Let's see how the range of the values now compare to each other

boxplot(data.clean %>% select_if(is.numeric))

After adjusting the variables (feature engineering), the range of the values of the variables now lie between 0-20, which is much better than the previous data.

Correlation

Let' see the correlation between our variables

ggcorr(data.clean, label = T)

There are very strong correlations between the physical characteristics. This is expected, as the relations between shape and form of biological entities are governed by morphometrics. This suggests that we might not need all the variables.

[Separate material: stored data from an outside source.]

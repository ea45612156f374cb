//! End-to-end tests for the `tagtest` binary
//!
//! Tests cover:
//! - Usage errors and exit codes
//! - Console report for the demo subjects
//! - JSON output
//! - Subject listing and name resolution
//! - Instantiation faults and unwritable stdout

use predicates::prelude::*;
use pretty_assertions::assert_eq;
use rstest::rstest;

fn tagtest() -> assert_cmd::Command {
    let mut cmd = assert_cmd::cargo::cargo_bin_cmd!("tagtest");
    cmd.env_remove("TAGTEST_FORMAT")
        .env_remove("TAGTEST_LOG")
        .env_remove("RUST_LOG")
        .env_remove("TAGTEST_DEMO_FIXTURE")
        .env("NO_COLOR", "1");
    cmd
}

// ============================================================================
// Usage
// ============================================================================

#[test]
fn test_missing_subject_is_usage_error() {
    tagtest()
        .assert()
        .code(2)
        .stderr(predicate::str::contains("<SUBJECT>"));
}

#[test]
fn test_unknown_subject_exits_with_config_code() {
    tagtest()
        .arg("NoSuchSuite")
        .assert()
        .code(2)
        .stderr(predicate::str::contains("Unknown test subject: NoSuchSuite"))
        .stderr(predicate::str::contains("tagtest::demo::ShowcaseSuite"));
}

#[test]
fn test_list_subjects() {
    tagtest()
        .arg("--list")
        .assert()
        .success()
        .stdout(predicate::str::contains("tagtest::demo::ShowcaseSuite"))
        .stdout(predicate::str::contains("tagtest::demo::CounterSuite"))
        .stdout(predicate::str::contains("tagtest::demo::EmptySuite"))
        .stdout(predicate::str::contains("tagtest::demo::MisconfiguredSuite"));
}

// ============================================================================
// Console report
// ============================================================================

#[test]
fn test_showcase_console_report() {
    tagtest()
        .arg("ShowcaseSuite")
        .assert()
        .code(1)
        .stdout(predicate::str::contains("Subject under test: tagtest::demo::ShowcaseSuite"))
        .stdout(predicate::str::contains("Found 11 test method(s):"))
        .stdout(predicate::str::contains("▶ Test: square"))
        .stdout(predicate::str::contains("✓ PASS [param: 5] → result: 25"))
        .stdout(predicate::str::contains("✗ FAIL [param: 5] → expected: 999, got: 25"))
        .stdout(predicate::str::contains(
            "⚠ ERROR → IntentionalError: Intentional error for testing",
        ))
        .stdout(predicate::str::contains("⚠ ERROR → panic: attempt to divide by zero"))
        .stdout(predicate::str::contains("✓ PASS [param: test] (no expected result defined)"))
        .stdout(predicate::str::contains("Total executed: 19"))
        .stdout(predicate::str::contains("Success rate: 84.2%"))
        .stdout(predicate::str::contains("not_annotated_method").not());
}

#[test]
fn test_panic_output_is_not_printed() {
    tagtest()
        .arg("ShowcaseSuite")
        .assert()
        .stderr(predicate::str::contains("panicked").not());
}

#[test]
fn test_instantiation_fault_exits_with_config_code() {
    tagtest()
        .arg("MisconfiguredSuite")
        .assert()
        .code(2)
        .stderr(predicate::str::contains(
            "Unable to create instance of tagtest::demo::MisconfiguredSuite: missing fixture file",
        ))
        .stderr(predicate::str::contains("panicked").not())
        .stdout(predicate::str::contains("RESULTS SUMMARY").not())
        .stdout(predicate::str::contains("TEST DISCOVERY").not());
}

#[test]
fn test_instantiation_fault_in_json_mode_prints_no_report() {
    tagtest()
        .args(["MisconfiguredSuite", "--json"])
        .assert()
        .code(2)
        .stdout(predicate::str::is_empty())
        .stderr(predicate::str::contains("Unable to create instance"));
}

#[test]
fn test_configured_subject_runs() {
    tagtest()
        .arg("MisconfiguredSuite")
        .env("TAGTEST_DEMO_FIXTURE", "orders.csv")
        .assert()
        .success()
        .stdout(predicate::str::contains("✓ PASS → result: true"));
}

#[rstest]
#[case::short("CounterSuite")]
#[case::dotted("tagtest.demo.CounterSuite")]
#[case::full("tagtest::demo::CounterSuite")]
fn test_passing_subject_exits_zero(#[case] name: &str) {
    tagtest()
        .arg(name)
        .assert()
        .success()
        .stdout(predicate::str::contains("All tests passed successfully!"));
}

#[test]
fn test_empty_subject() {
    tagtest()
        .arg("EmptySuite")
        .assert()
        .success()
        .stdout(predicate::str::contains("No test methods discovered."))
        .stdout(predicate::str::contains("RESULTS SUMMARY").not());
}

#[test]
fn test_filter_selects_methods() {
    tagtest()
        .args(["ShowcaseSuite", "--filter", "square"])
        .assert()
        .success()
        .stdout(predicate::str::contains("Found 1 test method(s):"))
        .stdout(predicate::str::contains("Total executed: 2"));
}

#[test]
fn test_verbose_shows_match_kind() {
    tagtest()
        .args(["ShowcaseSuite", "--filter", "round", "--verbose"])
        .assert()
        .success()
        .stdout(predicate::str::contains("(exact match)"));
}

// ============================================================================
// JSON output
// ============================================================================

fn json_output(args: &[&str], env_json: bool) -> serde_json::Value {
    let mut cmd = tagtest();
    if env_json {
        cmd.env("TAGTEST_FORMAT", "json");
    }
    let output = cmd.args(args).output().unwrap();
    serde_json::from_slice(&output.stdout).unwrap()
}

#[test]
fn test_json_report() {
    let doc = json_output(&["ShowcaseSuite", "--json"], false);

    assert_eq!(doc["subject"], "tagtest::demo::ShowcaseSuite");
    assert_eq!(doc["total"], 19);
    assert_eq!(doc["passed"], 16);
    assert_eq!(doc["failed"], 1);
    assert_eq!(doc["errors"], 2);
    assert_eq!(doc["results"].as_array().unwrap().len(), 19);
}

#[test]
fn test_json_from_environment() {
    let doc = json_output(&["CounterSuite"], true);
    assert_eq!(doc["passed"], 5);
    assert_eq!(doc["results"][4]["test"], "reset");
}

#[test]
fn test_json_list() {
    let doc = json_output(&["--list", "--json"], false);
    assert_eq!(doc["subjects"].as_array().unwrap().len(), 4);
}

// ============================================================================
// Output failures
// ============================================================================

#[cfg(target_os = "linux")]
fn full_device() -> std::fs::File {
    std::fs::File::options().write(true).open("/dev/full").unwrap()
}

#[cfg(target_os = "linux")]
#[rstest]
#[case::json(&["ShowcaseSuite", "--json"])]
#[case::console(&["ShowcaseSuite"])]
fn test_unwritable_stdout_is_reported(#[case] args: &[&str]) {
    let output = std::process::Command::new(env!("CARGO_BIN_EXE_tagtest"))
        .args(args)
        .env("NO_COLOR", "1")
        .env_remove("TAGTEST_FORMAT")
        .stdout(full_device())
        .output()
        .unwrap();

    let stderr = String::from_utf8_lossy(&output.stderr);
    assert_eq!(output.status.code(), Some(2), "stderr: {stderr}");
    assert!(stderr.contains("failed writing report to stdout"), "stderr: {stderr}");
    assert!(!stderr.contains("panicked"), "stderr: {stderr}");
}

Let's try to exclude flipper_length_cm from the features.

data.clean %>% 
  select(-flipper_length_cm) %>% 
  ggcorr(label = T)

This shows a much better correlation matrix. Before justifying removing flipper_length_cm from the variables, let's see if it provides any predictive power. To do this, we'll have to plot both body_mass_kg and flipper_length_cm vs the class averages.

data.clean %>% 
  ggplot(aes(x = flipper_length_cm, y = body_mass_kg , color = species)) +
  geom_point() +
  geom_smooth(se = F) + 
  labs(title = 'Flipper length (cm) vs. Body mass (kg)', x = 'Flipper length (cm)', y = 'Body mass (kg)')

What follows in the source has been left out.